(DATA TO EXAMINE):
== Segment start ==
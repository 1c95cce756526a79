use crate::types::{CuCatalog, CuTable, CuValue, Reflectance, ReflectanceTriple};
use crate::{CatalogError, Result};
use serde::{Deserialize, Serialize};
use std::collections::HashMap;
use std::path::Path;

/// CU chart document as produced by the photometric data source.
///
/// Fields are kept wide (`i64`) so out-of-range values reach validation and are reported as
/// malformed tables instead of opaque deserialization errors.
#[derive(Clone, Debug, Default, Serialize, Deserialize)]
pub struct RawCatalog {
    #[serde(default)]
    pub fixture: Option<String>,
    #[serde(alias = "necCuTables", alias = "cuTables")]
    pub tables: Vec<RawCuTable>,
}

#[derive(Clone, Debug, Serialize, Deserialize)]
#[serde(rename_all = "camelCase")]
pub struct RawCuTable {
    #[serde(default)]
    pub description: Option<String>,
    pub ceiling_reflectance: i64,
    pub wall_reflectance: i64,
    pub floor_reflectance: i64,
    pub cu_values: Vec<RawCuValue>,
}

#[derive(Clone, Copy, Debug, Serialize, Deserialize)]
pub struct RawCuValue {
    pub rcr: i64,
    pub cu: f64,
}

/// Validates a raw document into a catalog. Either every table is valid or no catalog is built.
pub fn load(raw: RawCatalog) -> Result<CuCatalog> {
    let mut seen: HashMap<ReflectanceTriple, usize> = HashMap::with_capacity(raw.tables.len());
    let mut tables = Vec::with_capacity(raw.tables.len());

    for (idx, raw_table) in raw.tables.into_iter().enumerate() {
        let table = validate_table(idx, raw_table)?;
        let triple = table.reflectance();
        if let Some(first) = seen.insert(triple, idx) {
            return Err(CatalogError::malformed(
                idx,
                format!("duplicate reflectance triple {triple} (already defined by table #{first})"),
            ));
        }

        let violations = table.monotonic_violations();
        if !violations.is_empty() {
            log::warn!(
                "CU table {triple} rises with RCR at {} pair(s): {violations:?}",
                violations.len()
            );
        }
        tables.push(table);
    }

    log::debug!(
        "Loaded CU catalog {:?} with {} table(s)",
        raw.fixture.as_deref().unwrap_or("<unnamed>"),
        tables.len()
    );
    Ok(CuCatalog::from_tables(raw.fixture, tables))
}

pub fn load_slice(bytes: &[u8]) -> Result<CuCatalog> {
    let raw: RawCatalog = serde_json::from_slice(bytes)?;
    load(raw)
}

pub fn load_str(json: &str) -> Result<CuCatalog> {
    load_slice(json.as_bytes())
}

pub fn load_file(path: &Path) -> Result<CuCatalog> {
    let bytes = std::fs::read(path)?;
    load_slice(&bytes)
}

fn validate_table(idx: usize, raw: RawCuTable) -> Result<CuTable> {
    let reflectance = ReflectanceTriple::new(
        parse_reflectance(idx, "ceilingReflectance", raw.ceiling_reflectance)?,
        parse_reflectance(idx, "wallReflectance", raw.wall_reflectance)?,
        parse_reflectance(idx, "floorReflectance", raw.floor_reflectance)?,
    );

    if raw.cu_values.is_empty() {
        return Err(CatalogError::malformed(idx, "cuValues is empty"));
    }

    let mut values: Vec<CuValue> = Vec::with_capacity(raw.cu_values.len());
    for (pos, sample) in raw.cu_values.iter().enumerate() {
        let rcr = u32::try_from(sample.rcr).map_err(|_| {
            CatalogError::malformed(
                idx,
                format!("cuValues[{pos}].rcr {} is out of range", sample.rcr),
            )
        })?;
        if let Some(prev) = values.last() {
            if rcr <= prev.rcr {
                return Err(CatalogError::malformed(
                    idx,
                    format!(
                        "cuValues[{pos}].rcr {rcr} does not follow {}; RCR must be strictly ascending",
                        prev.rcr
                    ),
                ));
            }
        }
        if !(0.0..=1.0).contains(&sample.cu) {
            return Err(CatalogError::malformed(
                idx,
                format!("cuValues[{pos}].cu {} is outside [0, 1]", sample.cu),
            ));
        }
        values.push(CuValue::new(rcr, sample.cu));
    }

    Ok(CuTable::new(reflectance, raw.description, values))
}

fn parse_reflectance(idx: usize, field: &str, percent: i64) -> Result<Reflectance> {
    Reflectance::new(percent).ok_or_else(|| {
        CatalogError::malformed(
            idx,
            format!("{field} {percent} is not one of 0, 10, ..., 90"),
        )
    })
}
== Segment end ==
== Segment start ==
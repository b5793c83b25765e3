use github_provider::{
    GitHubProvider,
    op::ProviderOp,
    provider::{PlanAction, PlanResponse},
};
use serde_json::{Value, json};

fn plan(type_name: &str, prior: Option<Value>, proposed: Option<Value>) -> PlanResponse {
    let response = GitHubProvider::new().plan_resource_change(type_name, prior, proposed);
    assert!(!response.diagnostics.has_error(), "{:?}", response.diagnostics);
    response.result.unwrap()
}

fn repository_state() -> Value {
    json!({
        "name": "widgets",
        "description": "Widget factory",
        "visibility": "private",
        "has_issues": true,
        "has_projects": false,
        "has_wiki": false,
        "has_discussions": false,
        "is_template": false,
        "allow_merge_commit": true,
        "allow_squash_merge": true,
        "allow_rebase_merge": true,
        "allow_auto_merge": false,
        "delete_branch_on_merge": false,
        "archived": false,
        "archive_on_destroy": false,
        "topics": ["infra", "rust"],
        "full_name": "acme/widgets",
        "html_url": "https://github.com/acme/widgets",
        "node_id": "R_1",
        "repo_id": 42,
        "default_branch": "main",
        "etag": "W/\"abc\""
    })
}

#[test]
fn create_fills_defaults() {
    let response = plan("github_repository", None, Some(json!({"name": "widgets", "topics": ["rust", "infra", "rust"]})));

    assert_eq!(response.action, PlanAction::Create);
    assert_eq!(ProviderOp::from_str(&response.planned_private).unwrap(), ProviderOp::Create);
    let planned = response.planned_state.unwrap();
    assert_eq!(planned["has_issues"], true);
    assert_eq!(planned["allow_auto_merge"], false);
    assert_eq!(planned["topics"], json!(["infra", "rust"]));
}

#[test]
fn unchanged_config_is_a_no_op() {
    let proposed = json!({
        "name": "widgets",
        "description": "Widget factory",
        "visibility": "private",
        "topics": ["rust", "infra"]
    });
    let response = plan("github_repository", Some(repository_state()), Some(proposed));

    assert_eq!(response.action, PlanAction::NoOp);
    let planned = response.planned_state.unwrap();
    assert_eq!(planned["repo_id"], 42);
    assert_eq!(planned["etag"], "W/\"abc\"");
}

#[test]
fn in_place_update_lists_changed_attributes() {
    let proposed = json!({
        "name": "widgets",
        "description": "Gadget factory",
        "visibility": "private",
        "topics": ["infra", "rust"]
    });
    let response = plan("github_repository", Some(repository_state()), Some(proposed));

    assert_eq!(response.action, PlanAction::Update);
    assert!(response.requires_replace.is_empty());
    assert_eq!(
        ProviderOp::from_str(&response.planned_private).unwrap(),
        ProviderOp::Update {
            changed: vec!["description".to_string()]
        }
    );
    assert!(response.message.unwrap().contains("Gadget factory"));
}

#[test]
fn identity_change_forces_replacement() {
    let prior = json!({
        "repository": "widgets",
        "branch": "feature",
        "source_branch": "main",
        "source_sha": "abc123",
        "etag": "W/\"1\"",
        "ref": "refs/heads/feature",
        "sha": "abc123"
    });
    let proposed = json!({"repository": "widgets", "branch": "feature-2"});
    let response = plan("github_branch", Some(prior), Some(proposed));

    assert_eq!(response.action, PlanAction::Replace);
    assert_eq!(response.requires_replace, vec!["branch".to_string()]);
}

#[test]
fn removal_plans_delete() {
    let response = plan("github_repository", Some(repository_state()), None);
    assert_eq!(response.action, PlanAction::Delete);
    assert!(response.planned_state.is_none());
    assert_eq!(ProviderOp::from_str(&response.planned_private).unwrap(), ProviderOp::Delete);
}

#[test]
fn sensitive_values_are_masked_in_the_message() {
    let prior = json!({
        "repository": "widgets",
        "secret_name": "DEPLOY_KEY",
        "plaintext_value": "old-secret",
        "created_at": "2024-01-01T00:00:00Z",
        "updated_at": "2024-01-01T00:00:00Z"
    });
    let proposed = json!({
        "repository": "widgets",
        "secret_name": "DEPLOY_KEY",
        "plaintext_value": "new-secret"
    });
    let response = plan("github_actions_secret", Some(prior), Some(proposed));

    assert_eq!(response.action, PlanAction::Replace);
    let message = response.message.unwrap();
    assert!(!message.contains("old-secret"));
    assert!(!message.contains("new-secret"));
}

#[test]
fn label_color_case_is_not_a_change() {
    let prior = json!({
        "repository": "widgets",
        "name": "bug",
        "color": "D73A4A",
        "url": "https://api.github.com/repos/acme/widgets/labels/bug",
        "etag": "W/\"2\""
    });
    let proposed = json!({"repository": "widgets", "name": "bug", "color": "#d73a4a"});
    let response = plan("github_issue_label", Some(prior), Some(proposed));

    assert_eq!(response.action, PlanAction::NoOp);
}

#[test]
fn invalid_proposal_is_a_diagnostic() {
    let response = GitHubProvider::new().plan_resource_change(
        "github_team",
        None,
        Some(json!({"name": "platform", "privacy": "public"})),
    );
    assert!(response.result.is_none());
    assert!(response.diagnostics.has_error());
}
== Segment end ==
== Segment start ==
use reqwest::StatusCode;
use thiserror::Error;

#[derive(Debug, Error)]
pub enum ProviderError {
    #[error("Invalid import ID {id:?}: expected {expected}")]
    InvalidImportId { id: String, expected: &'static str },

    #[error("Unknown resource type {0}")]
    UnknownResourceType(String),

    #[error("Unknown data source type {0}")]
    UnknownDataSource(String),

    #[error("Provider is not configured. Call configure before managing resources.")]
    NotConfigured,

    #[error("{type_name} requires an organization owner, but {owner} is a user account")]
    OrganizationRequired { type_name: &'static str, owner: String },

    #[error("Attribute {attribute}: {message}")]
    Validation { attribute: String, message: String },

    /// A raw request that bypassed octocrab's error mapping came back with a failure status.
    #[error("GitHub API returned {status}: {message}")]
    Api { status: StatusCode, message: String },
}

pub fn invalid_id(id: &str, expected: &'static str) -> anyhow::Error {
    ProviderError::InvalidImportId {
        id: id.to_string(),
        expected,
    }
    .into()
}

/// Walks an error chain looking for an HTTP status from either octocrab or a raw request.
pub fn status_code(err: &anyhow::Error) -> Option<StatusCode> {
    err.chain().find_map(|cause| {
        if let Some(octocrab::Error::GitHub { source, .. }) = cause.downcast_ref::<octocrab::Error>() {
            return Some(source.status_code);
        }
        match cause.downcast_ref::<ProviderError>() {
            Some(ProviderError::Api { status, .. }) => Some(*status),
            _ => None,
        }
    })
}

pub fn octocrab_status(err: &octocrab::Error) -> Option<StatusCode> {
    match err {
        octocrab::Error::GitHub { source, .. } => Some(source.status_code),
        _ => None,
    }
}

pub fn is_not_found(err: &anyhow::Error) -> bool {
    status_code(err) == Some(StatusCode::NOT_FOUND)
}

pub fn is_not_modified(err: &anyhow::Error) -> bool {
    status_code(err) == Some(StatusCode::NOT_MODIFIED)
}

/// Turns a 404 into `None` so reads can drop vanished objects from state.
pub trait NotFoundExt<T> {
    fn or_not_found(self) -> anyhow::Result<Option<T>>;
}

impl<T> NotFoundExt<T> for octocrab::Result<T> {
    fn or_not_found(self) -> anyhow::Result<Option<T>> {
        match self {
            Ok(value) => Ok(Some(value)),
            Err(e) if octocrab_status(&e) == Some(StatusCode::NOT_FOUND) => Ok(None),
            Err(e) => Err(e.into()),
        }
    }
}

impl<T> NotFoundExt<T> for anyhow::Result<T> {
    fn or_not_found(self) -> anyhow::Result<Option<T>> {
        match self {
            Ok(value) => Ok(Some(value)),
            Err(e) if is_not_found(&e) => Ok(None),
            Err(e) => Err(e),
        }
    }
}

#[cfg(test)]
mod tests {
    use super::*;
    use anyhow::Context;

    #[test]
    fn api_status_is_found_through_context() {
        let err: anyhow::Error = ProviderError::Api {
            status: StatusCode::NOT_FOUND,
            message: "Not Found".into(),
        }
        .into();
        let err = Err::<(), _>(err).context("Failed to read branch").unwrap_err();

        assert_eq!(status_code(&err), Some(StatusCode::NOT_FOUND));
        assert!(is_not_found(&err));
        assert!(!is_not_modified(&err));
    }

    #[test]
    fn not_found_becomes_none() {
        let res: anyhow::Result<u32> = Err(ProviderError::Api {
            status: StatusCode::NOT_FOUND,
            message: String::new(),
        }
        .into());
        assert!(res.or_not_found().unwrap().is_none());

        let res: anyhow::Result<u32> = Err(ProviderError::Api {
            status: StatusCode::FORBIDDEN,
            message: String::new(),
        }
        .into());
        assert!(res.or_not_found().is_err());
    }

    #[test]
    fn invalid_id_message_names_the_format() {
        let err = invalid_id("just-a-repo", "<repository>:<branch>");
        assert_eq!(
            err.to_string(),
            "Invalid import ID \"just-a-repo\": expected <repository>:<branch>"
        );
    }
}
== Segment end ==
Lines above with "seen" in them are the ones to copy.

    let mut seen: HashMap<ReflectanceTriple, usize> = HashMap::with_capacity(raw.tables.len());
        if let Some(first) = seen.insert(triple, idx) {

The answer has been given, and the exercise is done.